-- Data in this exercise follows --

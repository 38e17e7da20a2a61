//! Project command listing from the optional `project.json` manifest.

use std::fmt;
use std::io;
use std::path::Path;

use serde::Deserialize;

use crate::host::HostUi;
use crate::launcher::{self, LaunchError, LaunchRequest};
use crate::state::AppState;

/// Manifest file looked up in the project root.
pub const MANIFEST_FILE: &str = "project.json";

/// Invocation marker prefixed to every manifest-declared command.
const RUNTIME_PREFIX: &str = "k ";

/// Commands always offered, after any manifest-declared ones.
const TRAILER_COMMANDS: &[&str] = &["k build", "kpm restore", "kpm pack"];

/// The optional on-disk project manifest. A missing `commands` field is an
/// empty contribution, not an error.
#[derive(Debug, Default, Deserialize)]
pub struct ProjectManifest {
    #[serde(default)]
    pub commands: Vec<String>,
}

/// Why the manifest could not be read. `NotFound` is the quiet, expected
/// case; the other kinds are logged but still yield the default list.
#[derive(Debug)]
pub enum ManifestError {
    NotFound,
    Io(String),
    Parse(String),
}

impl fmt::Display for ManifestError {
    fn fmt(&self, f: &mut fmt::Formatter<'_>) -> fmt::Result {
        match self {
            ManifestError::NotFound => write!(f, "{MANIFEST_FILE} not found"),
            ManifestError::Io(msg) => write!(f, "could not read {msg}"),
            ManifestError::Parse(msg) => write!(f, "could not parse {msg}"),
        }
    }
}

/// Read and decode `project.json` from `root`.
pub fn read_manifest(root: &Path) -> Result<ProjectManifest, ManifestError> {
    let path = root.join(MANIFEST_FILE);
    let content = match std::fs::read_to_string(&path) {
        Ok(c) => c,
        Err(e) if e.kind() == io::ErrorKind::NotFound => return Err(ManifestError::NotFound),
        Err(e) => return Err(ManifestError::Io(format!("{}: {e}", path.display()))),
    };
    serde_json::from_str(&content)
        .map_err(|e| ManifestError::Parse(format!("{}: {e}", path.display())))
}

/// Build the selectable list: prefixed manifest commands first, the fixed
/// trailers always appended.
pub fn build_command_list(manifest_commands: &[String]) -> Vec<String> {
    let mut commands: Vec<String> = manifest_commands
        .iter()
        .map(|c| format!("{RUNTIME_PREFIX}{c}"))
        .collect();
    commands.extend(TRAILER_COMMANDS.iter().map(|c| c.to_string()));
    commands
}

/// Map a quick-panel selection to the single launch request it dispatches.
/// Cancellation or an out-of-range index dispatches nothing.
pub fn dispatch_for_selection(
    commands: &[String],
    selection: Option<usize>,
    root: &Path,
) -> Option<LaunchRequest> {
    let command = commands.get(selection?)?;
    Some(LaunchRequest {
        dir: root.to_string_lossy().to_string(),
        parameters: vec![command.clone()],
    })
}

/// Present the command list for the project at `root` and launch the chosen
/// command in a terminal. A missing or unreadable manifest is logged, never
/// a dialog; only launch failures are returned for the caller to surface.
pub fn run_project_command(
    state: &AppState,
    ui: &dyn HostUi,
    root: &Path,
) -> Result<(), LaunchError> {
    let manifest_commands = match read_manifest(root) {
        Ok(manifest) => manifest.commands,
        Err(e) => {
            eprintln!("[commands] {e}");
            Vec::new()
        }
    };

    let commands = build_command_list(&manifest_commands);
    let selection = ui.quick_panel(&commands);
    let Some(request) = dispatch_for_selection(&commands, selection, root) else {
        return Ok(());
    };
    launcher::launch(&state.terminal, &request)
}

#[cfg(test)]
mod tests {
    use super::*;
    use crate::resolver::Terminal;
    use crate::settings::Settings;
    use std::cell::{Cell, RefCell};

    /// Recording fake of the host UI: a canned quick-panel answer plus
    /// counters for what was shown.
    struct FakeUi {
        selection: Option<usize>,
        shown: RefCell<Vec<String>>,
        errors: Cell<usize>,
    }

    impl FakeUi {
        fn answering(selection: Option<usize>) -> Self {
            Self {
                selection,
                shown: RefCell::new(Vec::new()),
                errors: Cell::new(0),
            }
        }
    }

    impl HostUi for FakeUi {
        fn error_message(&self, _message: &str) {
            self.errors.set(self.errors.get() + 1);
        }

        fn quick_panel(&self, items: &[String]) -> Option<usize> {
            *self.shown.borrow_mut() = items.to_vec();
            self.selection
        }
    }

    fn test_state() -> AppState {
        // A terminal that cannot exist: any dispatched launch fails with
        // TerminalNotFound instead of spawning a real process.
        AppState::new(
            Terminal {
                choice: "/nonexistent/kterm-test-terminal".into(),
            },
            Settings::default(),
        )
    }

    #[test]
    fn manifest_commands_are_prefixed_and_trailers_appended() {
        let list = build_command_list(&["build".to_string(), "test".to_string()]);
        assert_eq!(
            list,
            vec!["k build", "k test", "k build", "kpm restore", "kpm pack"]
        );
    }

    #[test]
    fn empty_manifest_yields_only_trailers() {
        assert_eq!(
            build_command_list(&[]),
            vec!["k build", "kpm restore", "kpm pack"]
        );
    }

    #[test]
    fn read_manifest_missing_file_is_not_found() {
        let dir = tempfile::TempDir::new().unwrap();
        assert!(matches!(
            read_manifest(dir.path()),
            Err(ManifestError::NotFound)
        ));
    }

    #[test]
    fn read_manifest_decodes_commands() {
        let dir = tempfile::TempDir::new().unwrap();
        std::fs::write(
            dir.path().join(MANIFEST_FILE),
            r#"{"commands": ["build", "test"]}"#,
        )
        .unwrap();
        let manifest = read_manifest(dir.path()).unwrap();
        assert_eq!(manifest.commands, vec!["build", "test"]);
    }

    #[test]
    fn read_manifest_tolerates_missing_commands_field() {
        let dir = tempfile::TempDir::new().unwrap();
        std::fs::write(dir.path().join(MANIFEST_FILE), r#"{"version": "1.0"}"#).unwrap();
        let manifest = read_manifest(dir.path()).unwrap();
        assert!(manifest.commands.is_empty());
    }

    #[test]
    fn read_manifest_reports_parse_errors() {
        let dir = tempfile::TempDir::new().unwrap();
        std::fs::write(dir.path().join(MANIFEST_FILE), "not json").unwrap();
        assert!(matches!(
            read_manifest(dir.path()),
            Err(ManifestError::Parse(_))
        ));
    }

    #[test]
    fn cancellation_dispatches_nothing() {
        let commands = build_command_list(&[]);
        assert!(dispatch_for_selection(&commands, None, Path::new("/proj")).is_none());
    }

    #[test]
    fn selection_dispatches_the_chosen_command_as_sole_parameter() {
        let commands = build_command_list(&["build".to_string()]);
        let request = dispatch_for_selection(&commands, Some(0), Path::new("/proj")).unwrap();
        assert_eq!(request.dir, "/proj");
        assert_eq!(request.parameters, vec!["k build"]);
    }

    #[test]
    fn out_of_range_selection_dispatches_nothing() {
        let commands = build_command_list(&[]);
        assert!(dispatch_for_selection(&commands, Some(99), Path::new("/proj")).is_none());
    }

    #[test]
    fn missing_manifest_shows_trailers_and_no_error_dialog() {
        let dir = tempfile::TempDir::new().unwrap();
        let ui = FakeUi::answering(None);
        let result = run_project_command(&test_state(), &ui, dir.path());
        assert!(result.is_ok());
        assert_eq!(
            *ui.shown.borrow(),
            vec!["k build", "kpm restore", "kpm pack"]
        );
        assert_eq!(ui.errors.get(), 0);
    }

    #[test]
    fn manifest_commands_appear_in_the_panel() {
        let dir = tempfile::TempDir::new().unwrap();
        std::fs::write(
            dir.path().join(MANIFEST_FILE),
            r#"{"commands": ["build", "test"]}"#,
        )
        .unwrap();
        let ui = FakeUi::answering(None);
        run_project_command(&test_state(), &ui, dir.path()).unwrap();
        assert_eq!(
            *ui.shown.borrow(),
            vec!["k build", "k test", "k build", "kpm restore", "kpm pack"]
        );
    }

    #[test]
    fn selection_attempts_exactly_one_launch() {
        let dir = tempfile::TempDir::new().unwrap();
        let ui = FakeUi::answering(Some(0));
        // The fake terminal does not exist, so the one dispatched launch
        // surfaces as TerminalNotFound.
        let err = run_project_command(&test_state(), &ui, dir.path()).unwrap_err();
        assert!(matches!(err, LaunchError::TerminalNotFound(_)));
    }
}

-- Data in this exercise concluded --

- _Work request_:
Word for word, restate the lines of the listing above starting at the line with "use serde::Deserialize;" and ending at the line with "const RUNTIME_PREFIX: &str", and nothing outside them.

- _Solution_:
use serde::Deserialize;

use crate::host::HostUi;
use crate::launcher::{self, LaunchError, LaunchRequest};
use crate::state::AppState;

/// Manifest file looked up in the project root.
pub const MANIFEST_FILE: &str = "project.json";

/// Invocation marker prefixed to every manifest-declared command.
const RUNTIME_PREFIX: &str = "k ";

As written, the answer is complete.